I recently had the rare opportunity, thanks to a rogue agent, to view the V4.2 software and took a few snapshots of my scenarios. For me, the most difficult scenario to get any agent to model and email to me was for when the client has no extra money. Since UFirst, through a combination of “Sophisticated Algorithms” and “Factorial Math” claims for this product to be the “Financial GPS” which is the fastest way to pay off your debts, one can only see the impact MMA and the “HELOC shuffle” has by isolating these variables from the use of your own money to pay down your own mortgage. So let’s see what the MMA system tell us the impact it can have when we don’t have extra money to add each month. First, the cash flow:

mmascam1

This is the standard scenario, with $5000/mo income, and a $200,000 Mortgage at 6%. You can see the total monthly expenses are $5000, which includes the mortgage at $1199.10, and the monthly cost of funding the MMA software at $3500, 9% with a 30 yr payoff, $28.16 per month. Perhaps not so remarkably, the years to payoff is 31.33. Huh? What happened to fastest way to zero? What in the world did MMA do that could possibly be worse than simply ignoring the software and just paying both the mortgage and HELOC for exactly 30 years? It’s very simple. The software is broken. As I started to discuss a couple weeks back, the whole MMA system is based on lies, deception, and obfuscation. Let’s look now at one month of transactions based on the details above.

mmascam2

Now, you can easily see why it takes an extra 16 months to pay off the mortgage. Despite the fact that we told the program there is *no* extra money, it still decides that the optimum amount to send to the first mortgage from the HELOC is $5222.40. This balance cycles up and down within the month, but on average, increases month to month, and takes 16 months worth of full mortgage payment to pay it off in 30 years. Now, you know that no agent will be able to explain this, they should say that if you truly have no extra funds, you should not use the program. In reality, they will start to ask you where you can cut back, even to where you have $100 available to get the program going, and then project future raises and other income. After all, you got that far and they have a sale on the line. Now, instead of buying MMA and paying it off over the life of the program, how about taking that $28.16 and just putting it toward the mortgage. Here is my spreadsheet view.

mmascam4

You can see the interest saved vs original projection is nearly $17,000, and the mortgage is cut down to 338 months or 22 months earlier than 30 years but a full 38 months sooner than UFirst’s own forecast. MMA costs you $45,696 more in interest than my ‘do it yourself’ method. As the agents say, “it’s math, not magic”. Indeed. Just for laughs (yes, I have a strange sense of humor) I told the software to adjust the HELOC interest rate to 2.5%, which is my current rate happens to be. This is the new forecast, below.

mmascam3

Two points to note on the new scenario. First, even with access to 2.5% money, the total interest is still more than $2,000 higher than my projection. Second, why in the world did the software use even less HELOC money, now that it’s so cheap? It only sent $549.23 to the first mortgage as a prepayment? Yet, when the HELOC was 9% it sent nearly ten times that amount? This is software you’d trust? This is what they mean by “watching every penny”? I must admit they are right about one thing, I can’t do this on my own. I’m not that stupid.

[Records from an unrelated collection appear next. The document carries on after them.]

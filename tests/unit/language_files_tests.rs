/*!
 * Tests for the language resources shipped in languages/
 */

use std::collections::BTreeSet;

use glucolog::translation::{LanguageCatalog, LanguageResource, Translator};

use crate::common::{languages_dir, MOCK_TABLES};

fn catalog() -> LanguageCatalog {
    LanguageCatalog::new(languages_dir())
}

/// Italian is the source vocabulary of the backup
fn reference() -> LanguageResource {
    catalog().load("it").unwrap()
}

#[test]
fn test_catalog_shouldShipItalianAndEnglish() {
    let available = catalog().available().unwrap();
    assert!(available.contains(&"it".to_string()));
    assert!(available.contains(&"en".to_string()));
}

#[test]
fn test_languageFiles_shouldShareTheSameKeys() {
    let reference = reference();

    for code in catalog().available().unwrap() {
        let resource = catalog().load(&code).unwrap();
        for ((section, expected), (_, actual)) in reference.sections().iter().zip(resource.sections().iter()) {
            let expected: BTreeSet<_> = expected.keys().collect();
            let actual: BTreeSet<_> = actual.keys().collect();

            let missing: Vec<_> = expected.difference(&actual).collect();
            let extra: Vec<_> = actual.difference(&expected).collect();
            assert!(missing.is_empty(), "'{}' {} is missing {:?}", code, section, missing);
            assert!(extra.is_empty(), "'{}' {} has unexpected {:?}", code, section, extra);
        }
    }
}

#[test]
fn test_languageFiles_shouldTranslateInjectively() {
    for code in catalog().available().unwrap() {
        let resource = catalog().load(&code).unwrap();
        for (section, map) in resource.sections() {
            let values: BTreeSet<_> = map.values().collect();
            assert_eq!(values.len(), map.len(), "'{}' {} maps two keys to one value", code, section);
        }
        assert!(Translator::new(&code, &resource).is_ok());
    }
}

#[test]
fn test_italian_shouldBeTheIdentity() {
    for (section, map) in reference().sections() {
        for (key, value) in map {
            assert_eq!(key, value, "it {} entry '{}'", section, key);
        }
    }
}

#[test]
fn test_english_shouldCoverEveryKnownTable() {
    let translator = Translator::from_catalog(&catalog(), Some("en")).unwrap();

    for table in MOCK_TABLES.iter().filter(|t| t.name != "t_nascosto") {
        assert_eq!(translator.translate_table_name(table.name), table.en_name);
        assert_eq!(translator.resolve_table_name(table.en_name).unwrap(), table.name);
    }
    assert_eq!(translator.gap_count(), 0);
}

#[test]
fn test_fromCatalog_withUnknownLanguage_shouldListAvailable() {
    let err = Translator::from_catalog(&catalog(), Some("fr")).unwrap_err();
    let message = err.to_string();
    assert!(message.contains("'fr' is not available"));
    assert!(message.contains("en"));
}
/*!
 * Spreadsheet sink.
 *
 * Each section becomes a worksheet. Dates, times and durations are written
 * as Excel serial numbers with a number format, so they stay native values
 * in the workbook. The workbook is only persisted on `close`, and only
 * when at least one section was written.
 */

use chrono::{NaiveDate, NaiveTime, Timelike};
use log::debug;
use rust_xlsxwriter::{Format, Workbook, Worksheet, XlsxError};
use std::path::{Path, PathBuf};

use super::ExportSink;
use crate::database::Value;
use crate::errors::ExportError;
use crate::reformat::{CellStyle, Presentation};

/// Longest sheet name Excel accepts
const MAX_SHEET_NAME: usize = 31;

const SECONDS_PER_DAY: f64 = 86_400.0;

/// Number formats shared by every sheet
struct Formats {
    header: Format,
    date: Format,
    time: Format,
    duration: Format,
}

impl Formats {
    fn new() -> Self {
        Self {
            header: Format::new().set_bold(),
            date: Format::new().set_num_format("yyyy-mm-dd"),
            time: Format::new().set_num_format("hh:mm"),
            duration: Format::new().set_num_format("[h]:mm"),
        }
    }

    fn for_style(&self, style: CellStyle) -> &Format {
        match style {
            CellStyle::Date => &self.date,
            CellStyle::Time => &self.time,
            CellStyle::Duration => &self.duration,
        }
    }
}

/// Excel workbook destination
pub struct ExcelSink {
    path: PathBuf,
    workbook: Workbook,
    formats: Formats,
    sheet_names: Vec<String>,
    current: Option<usize>,
    header_written: bool,
    rows: Vec<Vec<Value>>,
    closed: bool,
}

impl ExcelSink {
    /// Prepare a workbook to be saved at `path` on close
    pub fn create<P: AsRef<Path>>(path: P) -> Self {
        Self {
            path: path.as_ref().to_path_buf(),
            workbook: Workbook::new(),
            formats: Formats::new(),
            sheet_names: Vec::new(),
            current: None,
            header_written: false,
            rows: Vec::new(),
            closed: false,
        }
    }

    /// Names of the sheets created so far
    pub fn sheet_names(&self) -> &[String] {
        &self.sheet_names
    }

    /// Excel-safe, unique sheet name for a section title
    fn sheet_name(&self, title: &str) -> String {
        let cleaned: String = title
            .chars()
            .map(|c| if "[]:*?/\\".contains(c) { '_' } else { c })
            .take(MAX_SHEET_NAME)
            .collect();
        let base = if cleaned.trim().is_empty() { "Sheet".to_string() } else { cleaned };

        let taken = |name: &str| self.sheet_names.iter().any(|n| n.eq_ignore_ascii_case(name));
        if !taken(&base) {
            return base;
        }
        let mut n = 2;
        loop {
            let suffix = format!("~{}", n);
            let stem: String = base.chars().take(MAX_SHEET_NAME - suffix.len()).collect();
            let candidate = format!("{}{}", stem, suffix);
            if !taken(&candidate) {
                return candidate;
            }
            n += 1;
        }
    }
}

impl ExportSink for ExcelSink {
    fn is_spreadsheet(&self) -> bool {
        true
    }

    fn open_section(&mut self, title: &str) -> Result<(), ExportError> {
        if self.closed {
            return Err(ExportError::SinkState("sink already closed"));
        }

        let name = self.sheet_name(title);
        self.workbook.add_worksheet().set_name(&name)?;
        debug!("Added worksheet '{}'", name);

        self.current = Some(self.sheet_names.len());
        self.sheet_names.push(name);
        self.header_written = false;
        self.rows.clear();
        Ok(())
    }

    fn write_header(&mut self, columns: &[String]) -> Result<(), ExportError> {
        let index = self.current.ok_or(ExportError::SinkState("header written outside a section"))?;
        let sheet = self.workbook.worksheet_from_index(index)?;

        for (col, name) in columns.iter().enumerate() {
            sheet.write_string_with_format(0, column_index(col)?, name, &self.formats.header)?;
        }
        self.header_written = true;
        Ok(())
    }

    fn write_row(&mut self, row: &[Value]) -> Result<(), ExportError> {
        if !self.header_written {
            return Err(ExportError::SinkState("row written before the header"));
        }
        let row_index = u32::try_from(self.rows.len() + 1)
            .map_err(|_| ExportError::SinkState("too many rows for one sheet"))?;

        let index = self.current.ok_or(ExportError::SinkState("no section is open"))?;
        let sheet = self.workbook.worksheet_from_index(index)?;
        for (col, value) in row.iter().enumerate() {
            write_cell(sheet, &self.formats, row_index, column_index(col)?, value, None)?;
        }

        self.rows.push(row.to_vec());
        Ok(())
    }

    fn apply_column_styling(&mut self, hints: &[Option<Presentation>]) -> Result<(), ExportError> {
        let index = self.current.ok_or(ExportError::SinkState("no section is open"))?;
        let sheet = self.workbook.worksheet_from_index(index)?;

        for (col, hint) in hints.iter().enumerate() {
            let Some(hint) = hint else { continue };
            let col = column_index(col)?;

            if let Some(width) = hint.width {
                sheet.set_column_width(col, width)?;
            }
            if let Some(style) = hint.style {
                let format = self.formats.for_style(style);
                for (offset, row) in self.rows.iter().enumerate() {
                    if let Some(value) = row.get(usize::from(col)) {
                        write_cell(sheet, &self.formats, offset as u32 + 1, col, value, Some(format))?;
                    }
                }
            }
        }
        Ok(())
    }

    fn close(&mut self) -> Result<(), ExportError> {
        if self.closed {
            return Ok(());
        }
        self.closed = true;
        self.current = None;
        self.rows.clear();

        // Saving a workbook without sheets would add a blank default one
        if self.sheet_names.is_empty() {
            debug!("No sections written, workbook {:?} not saved", self.path);
            return Ok(());
        }

        self.workbook.save(&self.path)?;
        debug!("Saved workbook {:?} with {} sheets", self.path, self.sheet_names.len());
        Ok(())
    }
}

fn column_index(col: usize) -> Result<u16, ExportError> {
    u16::try_from(col).map_err(|_| ExportError::SinkState("too many columns for one sheet"))
}

/// Days since the Excel epoch (1899-12-30)
fn excel_serial(date: NaiveDate) -> f64 {
    let epoch = NaiveDate::from_ymd_opt(1899, 12, 30).unwrap_or_default();
    date.signed_duration_since(epoch).num_days() as f64
}

fn day_fraction(time: NaiveTime) -> f64 {
    f64::from(time.num_seconds_from_midnight()) / SECONDS_PER_DAY
}

fn write_cell(
    sheet: &mut Worksheet,
    formats: &Formats,
    row: u32,
    col: u16,
    value: &Value,
    format: Option<&Format>,
) -> Result<(), XlsxError> {
    match value {
        Value::Null => {
            if let Some(format) = format {
                sheet.write_blank(row, col, format)?;
            }
        }
        Value::Integer(i) => {
            let number = *i as f64;
            match format {
                Some(format) => sheet.write_number_with_format(row, col, number, format)?,
                None => sheet.write_number(row, col, number)?,
            };
        }
        Value::Real(r) => {
            match format {
                Some(format) => sheet.write_number_with_format(row, col, *r, format)?,
                None => sheet.write_number(row, col, *r)?,
            };
        }
        Value::Text(s) => {
            match format {
                Some(format) => sheet.write_string_with_format(row, col, s, format)?,
                None => sheet.write_string(row, col, s)?,
            };
        }
        Value::Date(d) => {
            sheet.write_number_with_format(row, col, excel_serial(*d), format.unwrap_or(&formats.date))?;
        }
        Value::Time(t) => {
            sheet.write_number_with_format(row, col, day_fraction(*t), format.unwrap_or(&formats.time))?;
        }
        Value::Duration(secs) => {
            let days = *secs as f64 / SECONDS_PER_DAY;
            sheet.write_number_with_format(row, col, days, format.unwrap_or(&formats.duration))?;
        }
    }
    Ok(())
}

Note: for easier viewing, you can click on the images above and open full size.

If I can access the site again, there are a few other scenarios I’d like to run for a future post, I’ve shared what I have so far. If an agent tells you to talk to a happy user, remember that user is likely an agent as well, just helping to make a sale. Send them both my way, by the time I’m done, they’ll go home crying.